BEGIN

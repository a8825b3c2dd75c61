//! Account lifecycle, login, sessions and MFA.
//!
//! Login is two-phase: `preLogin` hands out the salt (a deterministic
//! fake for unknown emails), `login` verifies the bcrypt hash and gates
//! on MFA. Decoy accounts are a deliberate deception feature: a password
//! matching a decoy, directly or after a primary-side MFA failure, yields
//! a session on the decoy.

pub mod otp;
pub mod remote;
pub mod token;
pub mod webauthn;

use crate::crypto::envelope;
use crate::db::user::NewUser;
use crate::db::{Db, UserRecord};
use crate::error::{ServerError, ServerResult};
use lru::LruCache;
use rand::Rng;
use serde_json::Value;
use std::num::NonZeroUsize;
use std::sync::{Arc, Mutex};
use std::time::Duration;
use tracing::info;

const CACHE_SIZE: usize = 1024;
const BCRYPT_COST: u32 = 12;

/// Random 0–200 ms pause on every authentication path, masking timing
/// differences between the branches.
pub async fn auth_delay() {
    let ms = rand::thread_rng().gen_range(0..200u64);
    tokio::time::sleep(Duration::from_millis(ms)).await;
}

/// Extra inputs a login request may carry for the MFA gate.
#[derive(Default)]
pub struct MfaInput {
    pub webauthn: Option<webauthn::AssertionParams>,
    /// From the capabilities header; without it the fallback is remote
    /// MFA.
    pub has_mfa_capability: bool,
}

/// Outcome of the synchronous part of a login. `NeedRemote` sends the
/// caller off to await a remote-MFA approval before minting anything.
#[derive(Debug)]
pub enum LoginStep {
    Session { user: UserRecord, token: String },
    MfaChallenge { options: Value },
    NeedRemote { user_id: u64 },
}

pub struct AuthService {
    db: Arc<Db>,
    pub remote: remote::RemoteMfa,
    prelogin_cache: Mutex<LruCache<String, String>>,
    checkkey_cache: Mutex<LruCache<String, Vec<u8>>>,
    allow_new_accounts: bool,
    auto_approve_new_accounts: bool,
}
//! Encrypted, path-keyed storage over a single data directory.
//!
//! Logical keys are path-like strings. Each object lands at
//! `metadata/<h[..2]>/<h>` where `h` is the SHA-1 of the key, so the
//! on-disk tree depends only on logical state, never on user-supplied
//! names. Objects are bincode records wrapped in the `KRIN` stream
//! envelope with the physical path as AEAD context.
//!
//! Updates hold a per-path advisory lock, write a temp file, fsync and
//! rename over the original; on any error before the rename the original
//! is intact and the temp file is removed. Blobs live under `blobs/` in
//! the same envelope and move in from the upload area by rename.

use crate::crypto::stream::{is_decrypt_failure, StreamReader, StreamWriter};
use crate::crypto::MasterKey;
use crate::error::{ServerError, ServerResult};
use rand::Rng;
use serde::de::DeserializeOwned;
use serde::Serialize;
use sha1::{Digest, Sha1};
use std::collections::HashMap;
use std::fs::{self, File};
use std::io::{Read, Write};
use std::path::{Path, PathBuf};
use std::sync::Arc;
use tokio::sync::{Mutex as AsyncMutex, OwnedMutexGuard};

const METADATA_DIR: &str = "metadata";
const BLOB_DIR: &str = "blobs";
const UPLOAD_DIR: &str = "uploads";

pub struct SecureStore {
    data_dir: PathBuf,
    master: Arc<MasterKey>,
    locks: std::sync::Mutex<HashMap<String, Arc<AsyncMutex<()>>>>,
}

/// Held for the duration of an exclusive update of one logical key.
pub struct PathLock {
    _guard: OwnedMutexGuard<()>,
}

END

Each line from the top of the records through the one with "feature: a password" should be returned exactly. Leave out everything else.

> **WRITTEN ANSWER**:
repository a8825b3c2dd75c61
//! Account lifecycle, login, sessions and MFA.
//!
//! Login is two-phase: `preLogin` hands out the salt (a deterministic
//! fake for unknown emails), `login` verifies the bcrypt hash and gates
//! on MFA. Decoy accounts are a deliberate deception feature: a password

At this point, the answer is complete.